Activity: Where the records below show a line containing "repository cd531d6966aa0a71", start copying; end with the line containing "#[component]", and copy it too.

(Dataset entries)
____________

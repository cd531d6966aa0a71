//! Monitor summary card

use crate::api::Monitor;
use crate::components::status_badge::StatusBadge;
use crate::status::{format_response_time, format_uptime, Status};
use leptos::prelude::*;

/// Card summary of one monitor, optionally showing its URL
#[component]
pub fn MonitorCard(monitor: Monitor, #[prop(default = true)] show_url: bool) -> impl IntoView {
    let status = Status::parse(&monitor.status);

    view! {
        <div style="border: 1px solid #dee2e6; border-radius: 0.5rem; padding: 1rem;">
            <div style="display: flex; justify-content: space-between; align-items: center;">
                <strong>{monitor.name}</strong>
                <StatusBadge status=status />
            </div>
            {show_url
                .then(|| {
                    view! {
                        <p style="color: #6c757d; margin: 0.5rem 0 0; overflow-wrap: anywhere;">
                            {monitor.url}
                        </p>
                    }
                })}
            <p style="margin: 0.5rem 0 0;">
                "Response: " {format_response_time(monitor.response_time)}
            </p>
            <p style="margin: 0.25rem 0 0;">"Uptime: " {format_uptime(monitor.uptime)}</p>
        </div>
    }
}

____________

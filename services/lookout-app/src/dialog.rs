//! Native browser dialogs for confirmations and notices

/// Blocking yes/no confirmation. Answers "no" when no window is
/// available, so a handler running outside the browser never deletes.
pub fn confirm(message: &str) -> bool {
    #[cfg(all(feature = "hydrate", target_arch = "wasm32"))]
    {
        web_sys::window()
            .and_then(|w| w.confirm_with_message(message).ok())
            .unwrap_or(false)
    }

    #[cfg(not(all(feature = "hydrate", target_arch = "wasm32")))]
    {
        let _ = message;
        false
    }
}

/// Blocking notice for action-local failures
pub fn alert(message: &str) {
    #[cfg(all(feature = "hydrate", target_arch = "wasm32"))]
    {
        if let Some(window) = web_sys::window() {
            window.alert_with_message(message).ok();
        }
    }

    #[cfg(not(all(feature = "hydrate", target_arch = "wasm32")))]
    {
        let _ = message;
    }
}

____________

Reply:
repository cd531d6966aa0a71
//! Monitor summary card

use crate::api::Monitor;
use crate::components::status_badge::StatusBadge;
use crate::status::{format_response_time, format_uptime, Status};
use leptos::prelude::*;

/// Card summary of one monitor, optionally showing its URL
#[component]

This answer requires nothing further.